While Aon reported that global reinsurance capital fell by 6% over the first three months of the year, a partial recovery in financial markets and an influx of new capital has improved the picture recently. According to Fitch, over US$5 billion of new equity funds have been raised by reinsurers such as RenRe, Hiscox, Beazley, and Lancashire.
Willis Re reported double-digit risk-adjusted reinsurance price increases for loss affected catastrophe treaties, which ranged from +10% to +20% for Australian programs.
In addition, discussions with reinsurers and brokers indicate that:
- There were significant market headwinds before the current pandemic, including the bushfire and storm losses from last summer.

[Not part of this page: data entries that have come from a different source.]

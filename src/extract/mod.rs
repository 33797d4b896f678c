//! Field extraction for search-result pages
//!
//! A [`Page`] is a parsed snapshot of the page currently shown by the
//! navigator. [`Listing`] handles borrow from it, so they cannot outlive the
//! iteration that produced them. The [`FieldExtractor`] turns one listing into
//! a [`ListingRecord`] or an [`ExtractionError`].

mod table;

pub use table::KeyValueTable;

use crate::config::{parse_selector, SelectorConfig};
use crate::navigator::PageSnapshot;
use crate::{ConfigError, ExtractionError};
use scraper::{ElementRef, Html, Selector};
use serde::Serialize;
use std::fmt;
use url::Url;

/// One successfully extracted listing
///
/// Field order is the CSV column order.
#[derive(Debug, Clone, PartialEq, Eq, Serialize)]
pub struct ListingRecord {
    pub company_name: String,
    pub tagline: String,
    pub employment_status: String,
    pub first_year_salary: Option<String>,
}

impl ListingRecord {
    /// Column names, in serialization order
    pub const HEADERS: [&'static str; 4] = [
        "company_name",
        "tagline",
        "employment_status",
        "first_year_salary",
    ];
}

/// Required fields of a listing
#[derive(Debug, Clone, Copy, PartialEq, Eq)]
pub enum Field {
    CompanyName,
    Tagline,
    EmploymentStatus,
}

impl fmt::Display for Field {
    fn fmt(&self, f: &mut fmt::Formatter<'_>) -> fmt::Result {
        let name = match self {
            Self::CompanyName => "company_name",
            Self::Tagline => "tagline",
            Self::EmploymentStatus => "employment_status",
        };
        f.write_str(name)
    }
}

/// A parsed search-result page
///
/// Built from a [`PageSnapshot`] at the start of an iteration and dropped
/// before the next navigation.
pub struct Page {
    url: Url,
    document: Html,
}

impl Page {
    pub fn parse(snapshot: PageSnapshot) -> Self {
        Self {
            document: Html::parse_document(&snapshot.html),
            url: snapshot.url,
        }
    }

    /// Address the page was loaded from; base for relative links
    pub fn url(&self) -> &Url {
        &self.url
    }

    /// First element matching `selector` in document order
    pub fn find_one(&self, selector: &Selector) -> Option<ElementRef<'_>> {
        self.document.select(selector).next()
    }
}

/// One listing's sub-tree inside a [`Page`]
#[derive(Clone, Copy)]
pub struct Listing<'a> {
    root: ElementRef<'a>,
}

impl<'a> Listing<'a> {
    fn find(&self, selector: &Selector) -> Option<ElementRef<'a>> {
        self.root.select(selector).next()
    }
}

/// Whitespace-normalized text content of an element
pub(crate) fn element_text(element: ElementRef<'_>) -> String {
    element
        .text()
        .collect::<String>()
        .split_whitespace()
        .collect::<Vec<_>>()
        .join(" ")
}

/// Extracts [`ListingRecord`]s from listing sub-trees
#[derive(Debug, Clone)]
pub struct FieldExtractor {
    listing: Selector,
    name: Selector,
    tagline: Selector,
    employment_status: Selector,
    table: Selector,
    table_key: Selector,
    table_value: Selector,
    salary_label: String,
}

impl FieldExtractor {
    /// Compiles the configured selectors
    pub fn from_config(config: &SelectorConfig) -> Result<Self, ConfigError> {
        Ok(Self {
            listing: parse_selector("listing", &config.listing)?,
            name: parse_selector("name", &config.name)?,
            tagline: parse_selector("tagline", &config.tagline)?,
            employment_status: parse_selector("employment_status", &config.employment_status)?,
            table: parse_selector("table", &config.table)?,
            table_key: parse_selector("table_key", &config.table_key)?,
            table_value: parse_selector("table_value", &config.table_value)?,
            salary_label: config.salary_label.clone(),
        })
    }

    /// Listings on `page`, in document order
    pub fn listings<'a>(&self, page: &'a Page) -> Vec<Listing<'a>> {
        page.document
            .select(&self.listing)
            .map(|root| Listing { root })
            .collect()
    }

    /// Extracts one record
    ///
    /// Name, tagline, employment status and the condition table are required.
    /// A table without the salary row yields a record with no salary.
    pub fn extract(&self, listing: &Listing<'_>) -> Result<ListingRecord, ExtractionError> {
        let company_name = self.required(listing, &self.name, Field::CompanyName)?;
        let tagline = self.required(listing, &self.tagline, Field::Tagline)?;
        let employment_status =
            self.required(listing, &self.employment_status, Field::EmploymentStatus)?;

        let table = listing
            .find(&self.table)
            .ok_or(ExtractionError::MissingTable)?;
        let first_year_salary = KeyValueTable::from_element(table, &self.table_key, &self.table_value)
            .lookup(&self.salary_label)
            .map(str::to_string);

        Ok(ListingRecord {
            company_name,
            tagline,
            employment_status,
            first_year_salary,
        })
    }

    /// Company name for failure logs, if the listing still has one
    pub fn best_effort_name(&self, listing: &Listing<'_>) -> Option<String> {
        listing
            .find(&self.name)
            .map(element_text)
            .filter(|name| !name.is_empty())
    }

    fn required(
        &self,
        listing: &Listing<'_>,
        selector: &Selector,
        field: Field,
    ) -> Result<String, ExtractionError> {
        listing
            .find(selector)
            .map(element_text)
            .ok_or(ExtractionError::MissingField(field))
    }
}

- Despite the drop in capital, capacity was available during the July renewal period and generally insurers were able to secure needed limits.
- Rating agencies have taken action on some reinsurers, which can lead to some no longer meeting risk appetite standards and thus limiting the pool of reinsurers on large panels.
- Reinsurers have been reviewing exclusions and tightening language in respect of pandemics.
Another major area impacted in the renewals season has been financial and professional lines with significant increases in premiums for Directors’ and Officers’ (D&O) policies.
The D&O market has been adversely impacted in recent years, driven by the increased numbers of class actions. Insurers are wary that the economic downturn due to COVID-19 has the potential to exacerbate the numbers of class actions, and consequently claims. There have also been reductions in the capacity available and changes to coverage terms on offer as the market tries to navigate through the uncertainty.
In past periods of financial turmoil, such as the 2008 financial crisis, the reinsurance markets have been able to attract capital driven towards higher yields with noneconomic risk diversification. There is already talk of a “Class of 2020” according to a recent report by AM Best.